◆ **BRIEF**
The required result is one figure, the count of lines below with the string "bool" in them.
◆ ◆ ◆ ◆ ◆ ◆ ◆
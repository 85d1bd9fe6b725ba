//! Mandatory core protocol: version check, offset bookkeeping, HEAD/PATCH/OPTIONS

use crate::error::TusError;
use crate::extension::{
    any_method, head_only, options_only, patch_only, Extension, Handler, Validator,
};
use crate::http::{header, HttpMethod, APPLICATION_OFFSET_OCTET_STREAM, TUS_API_VERSION};
use crate::request::TusRequest;
use crate::response::HttpResponse;
use crate::storage::UploadStorageService;
use crate::upload::{UploadInfo, UploadType};
use tracing::{error, info};

pub fn extension() -> Extension {
    Extension {
        name: "core",
        validators: vec![
            Validator {
                supports: versioned_method,
                validate: validate_tus_version,
            },
            Validator {
                supports: addresses_upload,
                validate: validate_upload_exists,
            },
            Validator {
                supports: patch_only,
                validate: validate_content_type,
            },
            Validator {
                supports: patch_only,
                validate: validate_upload_offset,
            },
            Validator {
                supports: patch_only,
                validate: validate_content_length,
            },
        ],
        handlers: vec![
            Handler {
                supports: any_method,
                error_safe: true,
                handle: handle_default,
            },
            Handler {
                supports: head_only,
                error_safe: false,
                handle: handle_head,
            },
            Handler {
                supports: patch_only,
                error_safe: false,
                handle: handle_patch,
            },
            Handler {
                supports: options_only,
                error_safe: false,
                handle: handle_options,
            },
        ],
    }
}

/// OPTIONS is version discovery and GET is outside the protocol proper,
/// so neither carries Tus-Resumable.
fn versioned_method(m: HttpMethod) -> bool {
    !matches!(m, HttpMethod::Options | HttpMethod::Get)
}

fn addresses_upload(m: HttpMethod) -> bool {
    matches!(
        m,
        HttpMethod::Head | HttpMethod::Patch | HttpMethod::Delete | HttpMethod::Get
    )
}

fn validate_tus_version(
    _method: HttpMethod,
    request: &TusRequest<'_>,
    _store: &dyn UploadStorageService,
    _owner_key: Option<&str>,
) -> Result<(), TusError> {
    let version = request.header(header::TUS_RESUMABLE).unwrap_or_default();
    if version != TUS_API_VERSION {
        return Err(TusError::InvalidTusVersion(version));
    }
    Ok(())
}

fn validate_upload_exists(
    _method: HttpMethod,
    request: &TusRequest<'_>,
    store: &dyn UploadStorageService,
    owner_key: Option<&str>,
) -> Result<(), TusError> {
    let uri = request.request_uri();
    if store.get_upload_info_by_uri(uri, owner_key)?.is_none() {
        return Err(TusError::UploadNotFound(uri.to_string()));
    }
    Ok(())
}

fn validate_content_type(
    _method: HttpMethod,
    request: &TusRequest<'_>,
    _store: &dyn UploadStorageService,
    _owner_key: Option<&str>,
) -> Result<(), TusError> {
    let content_type = request.header(header::CONTENT_TYPE).unwrap_or_default();
    if content_type != APPLICATION_OFFSET_OCTET_STREAM {
        return Err(TusError::InvalidContentType(
            APPLICATION_OFFSET_OCTET_STREAM.to_string(),
        ));
    }
    Ok(())
}

fn validate_upload_offset(
    _method: HttpMethod,
    request: &TusRequest<'_>,
    store: &dyn UploadStorageService,
    owner_key: Option<&str>,
) -> Result<(), TusError> {
    let Some(info) = store.get_upload_info_by_uri(request.request_uri(), owner_key)? else {
        return Ok(()); // existence already checked
    };
    // a final upload takes no writes at all; the concatenation extension
    // rejects the PATCH wholesale, so offset bookkeeping does not apply
    if info.upload_type == UploadType::Concatenated {
        return Ok(());
    }
    let raw = request.header(header::UPLOAD_OFFSET).unwrap_or_default();
    match raw.parse::<u64>() {
        Ok(offset) if offset == info.offset => Ok(()),
        _ => Err(TusError::UploadOffsetMismatch {
            got: raw,
            expected: info.offset,
        }),
    }
}

fn validate_content_length(
    _method: HttpMethod,
    request: &TusRequest<'_>,
    store: &dyn UploadStorageService,
    owner_key: Option<&str>,
) -> Result<(), TusError> {
    let Some(info) = store.get_upload_info_by_uri(request.request_uri(), owner_key)? else {
        return Ok(());
    };
    if info.upload_type == UploadType::Concatenated {
        return Ok(());
    }
    let (Some(length), Some(raw)) = (info.length, request.header(header::CONTENT_LENGTH)) else {
        return Ok(());
    };
    let content_length: u64 = raw
        .parse()
        .map_err(|_| TusError::InvalidContentLength(format!("Invalid Content-Length {}", raw)))?;
    // compared against the remaining capacity, so an absurdly large
    // Content-Length cannot overflow the sum
    let remaining = length.saturating_sub(info.offset);
    if content_length > remaining {
        return Err(TusError::InvalidContentLength(format!(
            "The Content-Length {} exceeds the remaining {} bytes of the upload",
            content_length, remaining
        )));
    }
    Ok(())
}

/// Runs on every request, success or error: the protocol version echo and
/// an empty body are unconditional.
fn handle_default(
    _method: HttpMethod,
    _request: &mut TusRequest<'_>,
    response: &mut dyn HttpResponse,
    _store: &dyn UploadStorageService,
    _owner_key: Option<&str>,
) -> Result<(), TusError> {
    response.set_header(header::TUS_RESUMABLE, TUS_API_VERSION);
    response.set_header(header::CONTENT_LENGTH, "0");
    Ok(())
}

fn handle_head(
    _method: HttpMethod,
    request: &mut TusRequest<'_>,
    response: &mut dyn HttpResponse,
    store: &dyn UploadStorageService,
    owner_key: Option<&str>,
) -> Result<(), TusError> {
    let info = required_info(request, store, owner_key)?;
    // concatenated uploads get their derived headers from the
    // concatenation extension
    if info.upload_type != UploadType::Concatenated {
        if let Some(length) = info.length {
            response.set_header(header::UPLOAD_LENGTH, &length.to_string());
        }
        response.set_header(header::UPLOAD_OFFSET, &info.offset.to_string());
    }
    response.set_header(header::CACHE_CONTROL, "no-store");
    response.set_status(204);
    Ok(())
}

fn handle_patch(
    _method: HttpMethod,
    request: &mut TusRequest<'_>,
    response: &mut dyn HttpResponse,
    store: &dyn UploadStorageService,
    owner_key: Option<&str>,
) -> Result<(), TusError> {
    let info = required_info(request, store, owner_key)?;
    let updated = store.append(&info, request.body_mut())?;
    if !updated.is_in_progress() {
        info!(upload = ?updated.id, length = ?updated.length, "upload finished");
    }
    response.set_header(header::UPLOAD_OFFSET, &updated.offset.to_string());
    response.set_status(204);
    Ok(())
}

fn handle_options(
    _method: HttpMethod,
    _request: &mut TusRequest<'_>,
    response: &mut dyn HttpResponse,
    store: &dyn UploadStorageService,
    _owner_key: Option<&str>,
) -> Result<(), TusError> {
    response.set_header(header::TUS_VERSION, TUS_API_VERSION);
    if store.max_upload_size() > 0 {
        response.set_header(header::TUS_MAX_SIZE, &store.max_upload_size().to_string());
    }
    response.set_status(204);
    Ok(())
}

/// Fetch the upload a handler was validated against. The validators have
/// already established existence, so absence here means it vanished
/// between validation and processing.
pub(crate) fn required_info(
    request: &TusRequest<'_>,
    store: &dyn UploadStorageService,
    owner_key: Option<&str>,
) -> Result<UploadInfo, TusError> {
    let uri = request.request_uri();
    match store.get_upload_info_by_uri(uri, owner_key)? {
        Some(info) => Ok(info),
        None => {
            error!(uri, "upload disappeared between validation and processing");
            Err(TusError::Storage(format!(
                "upload at {} no longer exists",
                uri
            )))
        }
    }
}
//! Expiration and lock hygiene: Upload-Expires, sweeps, lock conflicts

mod common;

use common::{create_upload, head, patch, server_with, MockRequest};
use std::time::Duration;

#[test]
fn test_upload_expires_header_on_post_and_patch() {
    let server = server_with(0, Some(Duration::from_secs(3600)));
    let response = server.run(
        MockRequest::tus("POST", "/uploads").header("Upload-Length", "11"),
    );
    assert_eq!(response.status, 201);
    let expires = response.get("Upload-Expires").unwrap();
    assert!(expires.ends_with("GMT"), "not RFC 7231 formatted: {}", expires);

    let location = response.get("Location").unwrap().to_string();
    let patched = patch(&server, &location, 0, b"hello ");
    assert_eq!(patched.status, 204);
    assert!(patched.get("Upload-Expires").is_some());
}

#[test]
fn test_no_expires_header_without_a_period() {
    let server = server_with(0, None);
    let response = server.run(
        MockRequest::tus("POST", "/uploads").header("Upload-Length", "5"),
    );
    assert_eq!(response.status, 201);
    assert_eq!(response.get("Upload-Expires"), None);
}

#[test]
fn test_failed_patch_does_not_refresh_expiration() {
    let server = server_with(0, Some(Duration::from_secs(3600)));
    let location = create_upload(&server, Some(11));
    let before = server
        .service
        .storage()
        .get_upload_info_by_uri(&location, None)
        .unwrap()
        .unwrap()
        .expiration_timestamp;

    // offset mismatch fails before any handler runs
    let response = patch(&server, &location, 5, b"hello");
    assert_eq!(response.status, 409);
    assert_eq!(response.get("Upload-Expires"), None);

    let after = server
        .service
        .storage()
        .get_upload_info_by_uri(&location, None)
        .unwrap()
        .unwrap()
        .expiration_timestamp;
    assert_eq!(before, after);
}

#[test]
fn test_expired_upload_is_swept() {
    let server = server_with(0, Some(Duration::from_secs(3600)));
    let location = create_upload(&server, Some(5));

    let storage = server.service.storage();
    let mut info = storage
        .get_upload_info_by_uri(&location, None)
        .unwrap()
        .unwrap();
    info.expiration_timestamp = Some(chrono::Utc::now() - chrono::Duration::seconds(60));
    storage.update(&info).unwrap();

    let removed = storage
        .cleanup_expired_uploads(server.service.locking().as_ref())
        .unwrap();
    assert_eq!(removed, 1);
    assert_eq!(head(&server, &location).status, 404);
}

#[test]
fn test_sweep_spares_locked_uploads() {
    let server = server_with(0, Some(Duration::from_secs(3600)));
    let location = create_upload(&server, Some(5));

    let storage = server.service.storage();
    let mut info = storage
        .get_upload_info_by_uri(&location, None)
        .unwrap()
        .unwrap();
    info.expiration_timestamp = Some(chrono::Utc::now() - chrono::Duration::seconds(60));
    let id = info.id.clone().unwrap();
    storage.update(&info).unwrap();

    let guard = server.service.locking().lock_upload(&id).unwrap();
    let removed = storage
        .cleanup_expired_uploads(server.service.locking().as_ref())
        .unwrap();
    assert_eq!(removed, 0);
    drop(guard);

    let removed = storage
        .cleanup_expired_uploads(server.service.locking().as_ref())
        .unwrap();
    assert_eq!(removed, 1);
}

#[test]
fn test_locked_upload_returns_423() {
    let server = server_with(0, None);
    let location = create_upload(&server, Some(5));
    let id = server
        .service
        .storage()
        .id_factory()
        .read_upload_id(&location)
        .unwrap();

    let guard = server.service.locking().lock_upload(&id).unwrap();
    let response = patch(&server, &location, 0, b"hello");
    assert_eq!(response.status, 423);
    // the error response still carries the protocol headers
    assert_eq!(response.get("Tus-Resumable"), Some("1.0.0"));
    drop(guard);

    let retry = patch(&server, &location, 0, b"hello");
    assert_eq!(retry.status, 204);
}

#[test]
fn test_released_lock_files_are_collected() {
    let server = server_with(0, None);
    let location = create_upload(&server, Some(5));
    patch(&server, &location, 0, b"hello");

    // every request leaves its lock file behind once released
    let removed = server
        .service
        .locking()
        .cleanup_stale_locks(Duration::ZERO)
        .unwrap();
    assert!(removed >= 1);
}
◆ ◆ ◆ ◆ ◆ ◆ ◆
◆ **WRITTEN ANSWER**
2